Questa lettera non vuole essere un atto di ostilità verso nessuno, ma semplicemente porre all’attenzione quanto di più umiliante una persona possa vivere ogni anno: una partenza senza meta, una chiamata non fatta durante il periodo estivo, magari per organizzare bene la possibilità di un affitto e non lasciare che pesi sui costi residui.
Sono otto anni che insegno a scuola. In questi otto anni ho visto invecchiare i miei genitori, sto vedendo crescere mio figlio di un anno senza padre e, a volte, mi chiedo se riuscirò a garantire una quotidianità serena a casa. Le spese, quando non c’è la gestione del tempo, sono eccessive, ma noi siamo felici lo stesso. Sa perché?

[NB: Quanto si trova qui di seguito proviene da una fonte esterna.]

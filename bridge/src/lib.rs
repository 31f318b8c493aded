//! yadevices library
//!
//! Core modules for the Yandex smart-home cloud bridge.

pub mod app;
pub mod authn;
pub mod codec;
pub mod commands;
pub mod errors;
pub mod filesys;
pub mod http;
pub mod logs;
pub mod models;
pub mod notify;
pub mod objects;
pub mod storage;
pub mod store;
pub mod sync;
pub mod utils;
pub mod workers;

Perché sappiamo di fare qualcosa di bello e concreto per i nostri allievi: li consideriamo nostri figli. A noi la scuola piace; perché a Lei no? Perché, a voi politici, piace godere della sofferenza altrui? Come fa sentire una tale domanda?

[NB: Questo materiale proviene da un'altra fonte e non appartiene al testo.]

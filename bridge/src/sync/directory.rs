//! Device directory synchronization

use std::sync::Arc;

use tracing::{debug, error, info};

use crate::errors::BridgeError;
use crate::http::client::QuasarClient;
use crate::http::devices::{DeviceListing, ListedDevice};
use crate::store::{DataStore, DevicePatch, StationPatch};
use crate::utils::Clock;

/// Summary of one directory pass
#[derive(Debug, Clone, Default, PartialEq, Eq)]
pub struct DirectoryReport {
    pub devices: usize,
    pub stations_linked: usize,
}

/// Mirrors the cloud device listing into local device records
///
/// Records for devices that vanish from the listing are kept.
pub struct DirectorySyncer {
    client: Arc<QuasarClient>,
    store: Arc<dyn DataStore>,
    clock: Arc<dyn Clock>,
}

impl DirectorySyncer {
    pub fn new(client: Arc<QuasarClient>, store: Arc<dyn DataStore>, clock: Arc<dyn Clock>) -> Self {
        Self {
            client,
            store,
            clock,
        }
    }

    /// Fetch the listing and upsert every device
    pub async fn update_devices(&self) -> Result<DirectoryReport, BridgeError> {
        let Some(listing) = self.client.list_devices().await else {
            error!("Device listing unavailable, directory sync skipped");
            return Err(BridgeError::SyncError("device listing unavailable".to_string()));
        };
        self.apply(&listing).await
    }

    async fn apply(&self, listing: &DeviceListing) -> Result<DirectoryReport, BridgeError> {
        let mut report = DirectoryReport::default();

        for room in &listing.rooms {
            for listed in &room.devices {
                self.upsert_device(&room.name, listed).await?;
                report.devices += 1;
                if self.link_station(listed).await? {
                    report.stations_linked += 1;
                }
            }
        }

        info!(
            "Directory sync: {} devices, {} stations linked",
            report.devices, report.stations_linked
        );
        Ok(report)
    }

    async fn upsert_device(&self, room: &str, listed: &ListedDevice) -> Result<(), BridgeError> {
        let device = self.store.get_or_create_device(&listed.id).await?;
        let patch = DevicePatch {
            title: Some(listed.name.clone()),
            device_type: Some(listed.device_type.clone()),
            room: Some(Some(room.to_string())),
            icon: Some(listed.icon_url.clone()),
            updated: Some(self.clock.now()),
            ..Default::default()
        };
        let device = self.store.patch_device(device.id, patch).await?;
        debug!("Upserted device {} ({})", device.title, device.iot_id);
        Ok(())
    }

    /// Attach the smart-home id to the matching station, by title first and
    /// then by speaker platform id
    async fn link_station(&self, listed: &ListedDevice) -> Result<bool, BridgeError> {
        let mut station = self.store.station_by_title(&listed.name).await?;
        if station.is_none() {
            if let Some(info) = &listed.quasar_info {
                station = self.store.station_by_station_id(&info.device_id).await?;
            }
        }

        let Some(station) = station else {
            return Ok(false);
        };
        let patch = StationPatch {
            iot_id: Some(Some(listed.id.clone())),
            updated: Some(self.clock.now()),
            ..Default::default()
        };
        let station = self.store.patch_station(station.id, patch).await?;
        debug!("Linked station {} to {}", station.title, listed.id);
        Ok(true)
    }
}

Vogliamo discutere di economia: ecco un ipotetico quadro di spesa base, pensando a una situazione comune nel trasferimento: stipendio base 1500 euro, 500 per una stanza, 1000 di caparra, 100 a settimana per la spesa, 50 di benzina, 100 euro per imprevisti (non sempre calcolati) e, se possibile, cosa mandiamo alle nostre famiglie?

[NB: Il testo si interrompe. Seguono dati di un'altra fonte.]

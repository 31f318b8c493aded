//! Interactive QR-code login
//!
//! ```text
//! start() ──> AwaitingScan(challenge)
//!                   │ confirm(challenge)
//!     ┌─────────────┼──────────────┬──────────────┐
//!     ▼             ▼              ▼              ▼
//! Authorized    Rejected        Pending        Failed
//! (committed)  (session       (same QR,      (no session
//!               deleted)       retry later)    touched)
//! ```
//!
//! The login runs in its own cookie session; only a confirmed scan whose cookies
//! pass a verification call replaces the primary session.

use std::sync::Arc;

use serde::Deserialize;
use serde_json::Value;
use tracing::{error, info, warn};

use crate::authn::csrf::{scrape_token, PASSPORT_TOKEN};
use crate::errors::BridgeError;
use crate::http::client::{is_ok, QuasarClient};
use crate::http::transport::HttpRequest;
use crate::storage::session::{merge_cookies, CookieSet, QR_SESSION};

/// Passport error meaning the scan was already accepted
const AUTH_PASSED: &str = "account.auth_passed";

/// What the user needs to scan, and what the confirmation needs back
#[derive(Debug, Clone, PartialEq, Eq)]
pub struct QrChallenge {
    pub track_id: String,
    pub csrf_token: String,
    pub qr_url: String,
}

/// Result of a login step
#[derive(Debug, Clone, PartialEq, Eq)]
pub enum QrLoginOutcome {
    /// Show the QR code and call `confirm` once scanned
    AwaitingScan(QrChallenge),

    /// Not confirmed yet; the same challenge can be confirmed again
    Pending {
        challenge: QrChallenge,
        message: String,
    },

    /// Scan confirmed and the new session verified
    Authorized,

    /// Scan confirmed but the new session failed verification and was removed
    Rejected,

    /// Nothing usable came back; no session was changed
    Failed(String),
}

#[derive(Debug, Deserialize)]
struct SubmitResponse {
    #[serde(default)]
    status: Option<String>,

    #[serde(default)]
    track_id: Option<String>,

    #[serde(default)]
    csrf_token: Option<String>,
}

#[derive(Debug, Deserialize)]
struct MagicStatusResponse {
    #[serde(default)]
    status: Option<String>,

    #[serde(default)]
    errors: Vec<String>,
}

impl MagicStatusResponse {
    fn is_confirmed(&self) -> bool {
        self.status.as_deref() == Some("ok")
            || self.errors.first().map(String::as_str) == Some(AUTH_PASSED)
    }
}

/// Drives the QR login against the passport service
pub struct QrLogin {
    client: Arc<QuasarClient>,
}

impl QrLogin {
    pub fn new(client: Arc<QuasarClient>) -> Self {
        Self { client }
    }

    /// Begin a login: fetch a passport token and request a QR track
    pub async fn start(&self) -> QrLoginOutcome {
        let csrf_token = match self.passport_csrf_token().await {
            Ok(Some(token)) => token,
            Ok(None) => return QrLoginOutcome::Failed("Failed to get CSRF token".to_string()),
            Err(e) => {
                error!("Passport token request failed: {}", e);
                return QrLoginOutcome::Failed("Failed to get CSRF token".to_string());
            }
        };

        match self.submit(&csrf_token).await {
            Ok(Some(challenge)) => {
                info!("QR login started, track {}", challenge.track_id);
                QrLoginOutcome::AwaitingScan(challenge)
            }
            Ok(None) => QrLoginOutcome::Failed("Failed to get QR code".to_string()),
            Err(e) => {
                error!("QR code request failed: {}", e);
                QrLoginOutcome::Failed("Failed to get QR code".to_string())
            }
        }
    }

    /// Poll the scan status and, once confirmed, adopt and verify the new session
    pub async fn confirm(&self, challenge: &QrChallenge) -> QrLoginOutcome {
        let (status, cookies) = match self.magic_status(challenge).await {
            Ok(result) => result,
            Err(e) => {
                error!("QR status request failed: {}", e);
                return QrLoginOutcome::Failed("Authorization status unavailable".to_string());
            }
        };

        let Some(status) = status.filter(MagicStatusResponse::is_confirmed) else {
            return QrLoginOutcome::Pending {
                challenge: challenge.clone(),
                message: "Authorization not passed. Try again.".to_string(),
            };
        };
        info!("QR login confirmed (status {:?})", status.status);

        let session_mngr = self.client.session_mngr();
        if let Err(e) = session_mngr.commit(cookies).await {
            error!("Unable to store the new session: {}", e);
            return QrLoginOutcome::Failed("Unable to store the session".to_string());
        }

        let check = self.client.get(&self.client.endpoints().scenarios()).await;
        if is_ok(check.as_ref()) {
            info!("New session verified");
            return QrLoginOutcome::Authorized;
        }

        warn!("New session failed verification, discarding it");
        if let Err(e) = session_mngr.discard().await {
            error!("Unable to discard the rejected session: {}", e);
        }
        QrLoginOutcome::Rejected
    }

    /// Whether the stored session can read the device listing
    pub async fn check_authorized(&self) -> bool {
        matches!(
            self.client.get(&self.client.endpoints().devices()).await,
            Some(payload) if !payload.is_null()
        )
    }

    /// Forget the primary session
    pub async fn reset(&self) -> Result<(), BridgeError> {
        self.client.session_mngr().discard().await
    }

    async fn qr_cookies(&self) -> Result<CookieSet, BridgeError> {
        self.client
            .session_mngr()
            .store()
            .load_cookies(QR_SESSION)
            .await
    }

    async fn save_qr_cookies(&self, cookies: &CookieSet) -> Result<(), BridgeError> {
        self.client
            .session_mngr()
            .store()
            .save(QR_SESSION, cookies)
            .await
    }

    async fn passport_csrf_token(&self) -> Result<Option<String>, BridgeError> {
        let mut cookies = self.qr_cookies().await?;
        let request = HttpRequest::get(self.client.endpoints().passport_am()).cookies(cookies.clone());
        let response = self.client.transport().send(request).await?;

        merge_cookies(&mut cookies, &response.cookies);
        self.save_qr_cookies(&cookies).await?;

        let token = scrape_token(&response.body, &PASSPORT_TOKEN);
        if token.is_none() {
            error!("Failed to get passport CSRF token (status {})", response.status);
        }
        Ok(token)
    }

    async fn submit(&self, csrf_token: &str) -> Result<Option<QrChallenge>, BridgeError> {
        let endpoints = self.client.endpoints();
        let mut cookies = self.qr_cookies().await?;
        let retpath = endpoints.passport_profile();
        let request = HttpRequest::post(endpoints.passport_submit())
            .cookies(cookies.clone())
            .form(&[
                ("csrf_token", csrf_token),
                ("retpath", retpath.as_str()),
                ("with_code", "1"),
            ]);
        let response = self.client.transport().send(request).await?;

        merge_cookies(&mut cookies, &response.cookies);
        self.save_qr_cookies(&cookies).await?;

        let data: SubmitResponse = match serde_json::from_str(&response.body) {
            Ok(data) => data,
            Err(e) => {
                error!("Unreadable QR submit response ({}): {}", response.status, e);
                return Ok(None);
            }
        };

        match (data.status.as_deref(), data.track_id, data.csrf_token) {
            (Some("ok"), Some(track_id), Some(csrf_token)) => Ok(Some(QrChallenge {
                qr_url: endpoints.qr_code_url(&track_id),
                track_id,
                csrf_token,
            })),
            (status, _, _) => {
                error!("QR submit rejected with status {:?}", status);
                Ok(None)
            }
        }
    }

    /// Returns the decoded status (when readable) and the QR session cookies
    /// including anything the status call set
    async fn magic_status(
        &self,
        challenge: &QrChallenge,
    ) -> Result<(Option<MagicStatusResponse>, CookieSet), BridgeError> {
        let mut cookies = self.qr_cookies().await?;
        let request = HttpRequest::post(self.client.endpoints().passport_magic_status())
            .cookies(cookies.clone())
            .form(&[
                ("csrf_token", challenge.csrf_token.as_str()),
                ("track_id", challenge.track_id.as_str()),
            ]);
        let response = self.client.transport().send(request).await?;
        merge_cookies(&mut cookies, &response.cookies);

        let status = match serde_json::from_str::<Value>(&response.body) {
            Ok(value) if value.is_object() => serde_json::from_value(value).ok(),
            _ => {
                warn!("Unreadable QR status response ({})", response.status);
                None
            }
        };
        Ok((status, cookies))
    }
}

Forse non ho tutti i calcoli chiari; risponda Lei. Eppure, nonostante tutto, amo la scuola. Amo contribuire alla crescita del prossimo. Amo l’istituzione, amo questo mondo. E, quando mio figlio crescerà, glielo racconterò sempre nel migliore dei modi, pieno di speranza e di sogni da realizzare.
Non siamo carne da macello, non siamo bestie da spostare a destra e sinistra, non siamo oggetti: siamo l’istituzione, siamo il valore dell’Italia. Dia spazio a chi ama questo lavoro, eviti corsi e specializzazioni che sembrano servire solo a riempire le tasche delle università. Mantenga una coerenza lavorando sulla crescita individuale del docente. Ricordi che siamo entrati a scuola da giovani; ora che diventiamo vecchi potremmo dire: era un posto che mi spettava da tanto, ma ora non ho le forze per viverlo pienamente. Domani potrei non esserci più.
La ringrazio per l’attenzione e Le auguro buon lavoro.